● **WORK INSTRUCTIONS**: Only the lines from the start of the data through the one containing "unknown itinerary, payer" belong in your answer; return them exactly.

● **INFORMATION GIVEN**:
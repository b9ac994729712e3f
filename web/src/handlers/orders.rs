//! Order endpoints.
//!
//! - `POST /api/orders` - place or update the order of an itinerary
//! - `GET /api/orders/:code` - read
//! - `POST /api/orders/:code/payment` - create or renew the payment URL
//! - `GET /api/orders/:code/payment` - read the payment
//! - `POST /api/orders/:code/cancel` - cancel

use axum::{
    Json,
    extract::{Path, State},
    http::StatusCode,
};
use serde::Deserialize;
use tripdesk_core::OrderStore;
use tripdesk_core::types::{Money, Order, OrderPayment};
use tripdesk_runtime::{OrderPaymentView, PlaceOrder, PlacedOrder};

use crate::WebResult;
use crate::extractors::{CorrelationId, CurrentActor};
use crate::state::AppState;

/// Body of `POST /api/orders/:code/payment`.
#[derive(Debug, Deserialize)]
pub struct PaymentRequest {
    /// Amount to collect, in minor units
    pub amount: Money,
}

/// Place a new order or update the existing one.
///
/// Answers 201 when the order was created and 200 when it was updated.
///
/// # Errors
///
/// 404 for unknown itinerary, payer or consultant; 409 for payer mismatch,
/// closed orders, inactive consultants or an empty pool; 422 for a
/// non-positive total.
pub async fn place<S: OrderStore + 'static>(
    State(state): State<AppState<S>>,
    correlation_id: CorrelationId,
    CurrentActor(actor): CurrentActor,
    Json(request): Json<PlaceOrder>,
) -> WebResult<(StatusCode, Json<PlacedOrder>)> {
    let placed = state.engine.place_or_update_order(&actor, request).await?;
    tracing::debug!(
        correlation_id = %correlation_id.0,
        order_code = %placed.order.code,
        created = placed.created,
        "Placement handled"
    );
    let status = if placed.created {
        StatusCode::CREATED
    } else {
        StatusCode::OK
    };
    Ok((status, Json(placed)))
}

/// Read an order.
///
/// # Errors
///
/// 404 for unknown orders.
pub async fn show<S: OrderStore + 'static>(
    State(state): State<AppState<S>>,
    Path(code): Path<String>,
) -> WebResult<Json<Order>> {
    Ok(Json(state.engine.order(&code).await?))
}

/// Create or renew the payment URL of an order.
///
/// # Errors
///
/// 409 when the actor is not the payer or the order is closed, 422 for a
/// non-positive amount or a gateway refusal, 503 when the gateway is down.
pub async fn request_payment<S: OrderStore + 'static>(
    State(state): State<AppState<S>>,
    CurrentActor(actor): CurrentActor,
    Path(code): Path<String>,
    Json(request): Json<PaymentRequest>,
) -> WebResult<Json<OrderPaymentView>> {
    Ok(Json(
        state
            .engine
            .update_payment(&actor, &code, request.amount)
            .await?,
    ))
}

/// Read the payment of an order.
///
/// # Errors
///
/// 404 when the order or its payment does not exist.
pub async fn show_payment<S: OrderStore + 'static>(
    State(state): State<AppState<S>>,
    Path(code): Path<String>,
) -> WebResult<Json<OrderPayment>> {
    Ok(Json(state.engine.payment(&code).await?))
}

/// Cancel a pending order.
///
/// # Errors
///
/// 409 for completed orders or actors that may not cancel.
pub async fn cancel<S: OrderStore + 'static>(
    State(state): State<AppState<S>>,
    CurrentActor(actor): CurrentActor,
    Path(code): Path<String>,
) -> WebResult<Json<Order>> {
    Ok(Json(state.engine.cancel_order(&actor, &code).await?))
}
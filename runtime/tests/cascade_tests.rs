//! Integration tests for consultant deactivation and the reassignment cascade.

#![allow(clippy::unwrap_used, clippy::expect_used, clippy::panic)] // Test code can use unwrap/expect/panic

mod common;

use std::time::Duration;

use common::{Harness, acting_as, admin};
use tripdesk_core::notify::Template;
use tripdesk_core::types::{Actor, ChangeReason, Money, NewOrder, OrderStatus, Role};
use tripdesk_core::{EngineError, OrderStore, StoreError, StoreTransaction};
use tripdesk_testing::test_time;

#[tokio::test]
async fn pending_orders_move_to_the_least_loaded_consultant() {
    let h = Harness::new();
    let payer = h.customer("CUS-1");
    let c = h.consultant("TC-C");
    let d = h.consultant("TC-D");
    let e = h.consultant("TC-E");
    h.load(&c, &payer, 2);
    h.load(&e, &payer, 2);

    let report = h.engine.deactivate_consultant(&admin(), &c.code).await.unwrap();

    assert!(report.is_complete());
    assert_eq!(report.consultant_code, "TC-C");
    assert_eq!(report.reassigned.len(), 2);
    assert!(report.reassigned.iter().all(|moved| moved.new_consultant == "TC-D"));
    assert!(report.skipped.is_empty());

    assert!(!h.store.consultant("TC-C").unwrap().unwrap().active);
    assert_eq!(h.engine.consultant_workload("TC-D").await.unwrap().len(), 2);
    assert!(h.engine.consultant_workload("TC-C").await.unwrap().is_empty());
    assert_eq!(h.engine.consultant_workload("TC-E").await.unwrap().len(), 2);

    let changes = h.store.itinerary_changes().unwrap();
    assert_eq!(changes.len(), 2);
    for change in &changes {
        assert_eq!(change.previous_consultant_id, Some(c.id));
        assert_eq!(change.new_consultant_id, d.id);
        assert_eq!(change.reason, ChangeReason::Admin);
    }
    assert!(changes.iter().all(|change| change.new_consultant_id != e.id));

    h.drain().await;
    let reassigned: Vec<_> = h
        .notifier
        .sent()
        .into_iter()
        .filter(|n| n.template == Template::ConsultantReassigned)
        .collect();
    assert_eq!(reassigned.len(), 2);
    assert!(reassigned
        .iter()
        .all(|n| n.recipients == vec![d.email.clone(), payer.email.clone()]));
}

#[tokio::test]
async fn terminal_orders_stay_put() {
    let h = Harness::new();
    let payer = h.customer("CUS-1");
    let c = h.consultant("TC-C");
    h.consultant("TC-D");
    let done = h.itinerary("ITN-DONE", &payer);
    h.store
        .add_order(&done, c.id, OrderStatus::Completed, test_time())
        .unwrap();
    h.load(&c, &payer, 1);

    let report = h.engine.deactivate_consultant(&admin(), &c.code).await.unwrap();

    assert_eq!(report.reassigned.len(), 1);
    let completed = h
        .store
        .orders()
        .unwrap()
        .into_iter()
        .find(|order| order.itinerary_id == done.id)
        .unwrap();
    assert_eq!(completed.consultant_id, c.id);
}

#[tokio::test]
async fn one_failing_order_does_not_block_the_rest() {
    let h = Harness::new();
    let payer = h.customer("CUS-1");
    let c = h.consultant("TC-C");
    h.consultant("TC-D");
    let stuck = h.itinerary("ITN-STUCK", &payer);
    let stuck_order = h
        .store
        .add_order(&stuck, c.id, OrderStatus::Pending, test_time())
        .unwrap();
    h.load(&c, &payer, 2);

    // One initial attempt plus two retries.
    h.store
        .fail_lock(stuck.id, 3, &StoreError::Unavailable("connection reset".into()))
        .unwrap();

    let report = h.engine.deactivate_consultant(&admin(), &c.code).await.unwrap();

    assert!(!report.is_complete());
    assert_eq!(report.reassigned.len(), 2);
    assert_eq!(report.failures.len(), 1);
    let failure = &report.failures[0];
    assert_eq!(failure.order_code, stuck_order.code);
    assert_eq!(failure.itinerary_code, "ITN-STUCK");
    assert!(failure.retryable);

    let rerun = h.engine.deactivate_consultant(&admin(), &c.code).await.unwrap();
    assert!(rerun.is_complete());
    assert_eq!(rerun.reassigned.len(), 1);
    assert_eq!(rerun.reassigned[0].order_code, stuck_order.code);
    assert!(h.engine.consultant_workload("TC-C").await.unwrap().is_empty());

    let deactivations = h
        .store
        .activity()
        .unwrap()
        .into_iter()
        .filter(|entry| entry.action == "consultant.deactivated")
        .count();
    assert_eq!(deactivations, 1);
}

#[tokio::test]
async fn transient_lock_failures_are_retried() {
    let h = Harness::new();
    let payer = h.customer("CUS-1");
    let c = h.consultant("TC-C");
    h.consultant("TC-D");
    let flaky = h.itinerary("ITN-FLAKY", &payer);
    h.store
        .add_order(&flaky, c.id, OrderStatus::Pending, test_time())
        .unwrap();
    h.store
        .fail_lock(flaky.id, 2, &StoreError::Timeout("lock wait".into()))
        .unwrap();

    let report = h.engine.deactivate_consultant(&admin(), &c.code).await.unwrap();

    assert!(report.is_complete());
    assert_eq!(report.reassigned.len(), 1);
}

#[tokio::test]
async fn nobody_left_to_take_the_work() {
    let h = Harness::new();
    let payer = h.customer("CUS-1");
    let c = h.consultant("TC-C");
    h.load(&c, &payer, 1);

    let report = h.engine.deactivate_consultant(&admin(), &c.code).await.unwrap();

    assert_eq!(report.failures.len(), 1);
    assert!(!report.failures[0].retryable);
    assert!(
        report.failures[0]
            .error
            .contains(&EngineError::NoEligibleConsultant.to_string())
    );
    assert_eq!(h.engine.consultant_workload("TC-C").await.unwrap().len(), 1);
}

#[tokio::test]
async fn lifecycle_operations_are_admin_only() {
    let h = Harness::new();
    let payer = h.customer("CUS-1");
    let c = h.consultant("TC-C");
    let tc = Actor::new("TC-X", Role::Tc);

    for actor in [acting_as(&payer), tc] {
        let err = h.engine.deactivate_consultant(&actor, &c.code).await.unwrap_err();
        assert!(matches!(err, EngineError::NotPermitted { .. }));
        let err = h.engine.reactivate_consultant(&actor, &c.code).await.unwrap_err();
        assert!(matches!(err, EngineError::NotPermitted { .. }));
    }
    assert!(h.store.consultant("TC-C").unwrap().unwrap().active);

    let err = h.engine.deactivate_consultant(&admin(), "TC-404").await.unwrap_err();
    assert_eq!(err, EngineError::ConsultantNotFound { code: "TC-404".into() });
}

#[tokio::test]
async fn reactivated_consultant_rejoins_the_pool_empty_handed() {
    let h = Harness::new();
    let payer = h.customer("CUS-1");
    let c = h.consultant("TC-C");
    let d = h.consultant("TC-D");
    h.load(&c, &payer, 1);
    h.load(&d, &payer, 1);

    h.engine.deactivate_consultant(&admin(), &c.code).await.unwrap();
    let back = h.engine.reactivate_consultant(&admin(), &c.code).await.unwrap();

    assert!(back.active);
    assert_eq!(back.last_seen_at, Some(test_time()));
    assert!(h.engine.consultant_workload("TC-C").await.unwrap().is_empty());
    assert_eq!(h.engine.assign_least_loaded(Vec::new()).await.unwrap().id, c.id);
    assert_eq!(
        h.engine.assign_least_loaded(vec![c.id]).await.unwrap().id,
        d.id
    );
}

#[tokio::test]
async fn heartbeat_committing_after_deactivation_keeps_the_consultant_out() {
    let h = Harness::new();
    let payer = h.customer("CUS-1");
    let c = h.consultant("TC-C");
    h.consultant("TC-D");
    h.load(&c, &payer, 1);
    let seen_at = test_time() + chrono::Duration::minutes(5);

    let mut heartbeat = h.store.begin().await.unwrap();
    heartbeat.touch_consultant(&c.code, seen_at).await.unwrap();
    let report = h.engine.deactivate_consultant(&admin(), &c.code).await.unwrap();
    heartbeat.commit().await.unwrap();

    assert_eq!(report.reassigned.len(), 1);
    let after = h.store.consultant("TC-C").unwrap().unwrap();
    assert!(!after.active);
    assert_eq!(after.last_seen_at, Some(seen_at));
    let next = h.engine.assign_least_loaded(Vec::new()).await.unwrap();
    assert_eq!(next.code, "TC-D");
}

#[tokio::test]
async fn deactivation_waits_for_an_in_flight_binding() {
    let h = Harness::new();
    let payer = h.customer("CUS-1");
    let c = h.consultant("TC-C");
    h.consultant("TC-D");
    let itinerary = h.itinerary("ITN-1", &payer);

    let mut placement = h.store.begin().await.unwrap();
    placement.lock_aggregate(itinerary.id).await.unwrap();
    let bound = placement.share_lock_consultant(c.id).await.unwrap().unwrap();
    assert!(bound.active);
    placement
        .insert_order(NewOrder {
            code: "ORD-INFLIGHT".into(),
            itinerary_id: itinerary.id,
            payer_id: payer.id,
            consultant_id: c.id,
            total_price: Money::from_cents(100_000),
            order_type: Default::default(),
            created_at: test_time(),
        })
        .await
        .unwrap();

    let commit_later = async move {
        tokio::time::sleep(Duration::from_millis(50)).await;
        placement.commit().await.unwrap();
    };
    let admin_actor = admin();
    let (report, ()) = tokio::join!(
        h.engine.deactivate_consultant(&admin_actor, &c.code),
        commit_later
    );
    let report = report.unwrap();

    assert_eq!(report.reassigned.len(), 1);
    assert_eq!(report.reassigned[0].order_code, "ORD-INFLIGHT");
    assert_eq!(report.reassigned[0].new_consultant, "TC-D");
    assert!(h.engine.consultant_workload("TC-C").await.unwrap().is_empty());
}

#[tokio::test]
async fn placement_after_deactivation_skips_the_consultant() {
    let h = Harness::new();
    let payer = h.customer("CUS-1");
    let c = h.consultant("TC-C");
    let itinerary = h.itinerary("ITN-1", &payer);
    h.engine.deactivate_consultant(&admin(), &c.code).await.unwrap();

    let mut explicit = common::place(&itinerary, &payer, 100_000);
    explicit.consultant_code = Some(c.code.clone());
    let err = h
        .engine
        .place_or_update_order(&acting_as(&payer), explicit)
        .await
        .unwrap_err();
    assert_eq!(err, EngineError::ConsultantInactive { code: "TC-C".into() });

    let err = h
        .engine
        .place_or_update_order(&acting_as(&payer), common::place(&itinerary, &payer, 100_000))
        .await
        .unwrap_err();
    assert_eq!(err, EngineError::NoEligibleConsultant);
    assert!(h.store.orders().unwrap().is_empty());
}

● **EXERCISE RESULT**:
repository b9ac994729712e3f
filename web/src/handlers/orders.rs
//! Order endpoints.
//!
//! - `POST /api/orders` - place or update the order of an itinerary
//! - `GET /api/orders/:code` - read
//! - `POST /api/orders/:code/payment` - create or renew the payment URL
//! - `GET /api/orders/:code/payment` - read the payment
//! - `POST /api/orders/:code/cancel` - cancel

use axum::{
    Json,
    extract::{Path, State},
    http::StatusCode,
};
use serde::Deserialize;
use tripdesk_core::OrderStore;
use tripdesk_core::types::{Money, Order, OrderPayment};
use tripdesk_runtime::{OrderPaymentView, PlaceOrder, PlacedOrder};

use crate::WebResult;
use crate::extractors::{CorrelationId, CurrentActor};
use crate::state::AppState;

/// Body of `POST /api/orders/:code/payment`.
#[derive(Debug, Deserialize)]
pub struct PaymentRequest {
    /// Amount to collect, in minor units
    pub amount: Money,
}

/// Place a new order or update the existing one.
///
/// Answers 201 when the order was created and 200 when it was updated.
///
/// # Errors
///
/// 404 for unknown itinerary, payer or consultant; 409 for payer mismatch,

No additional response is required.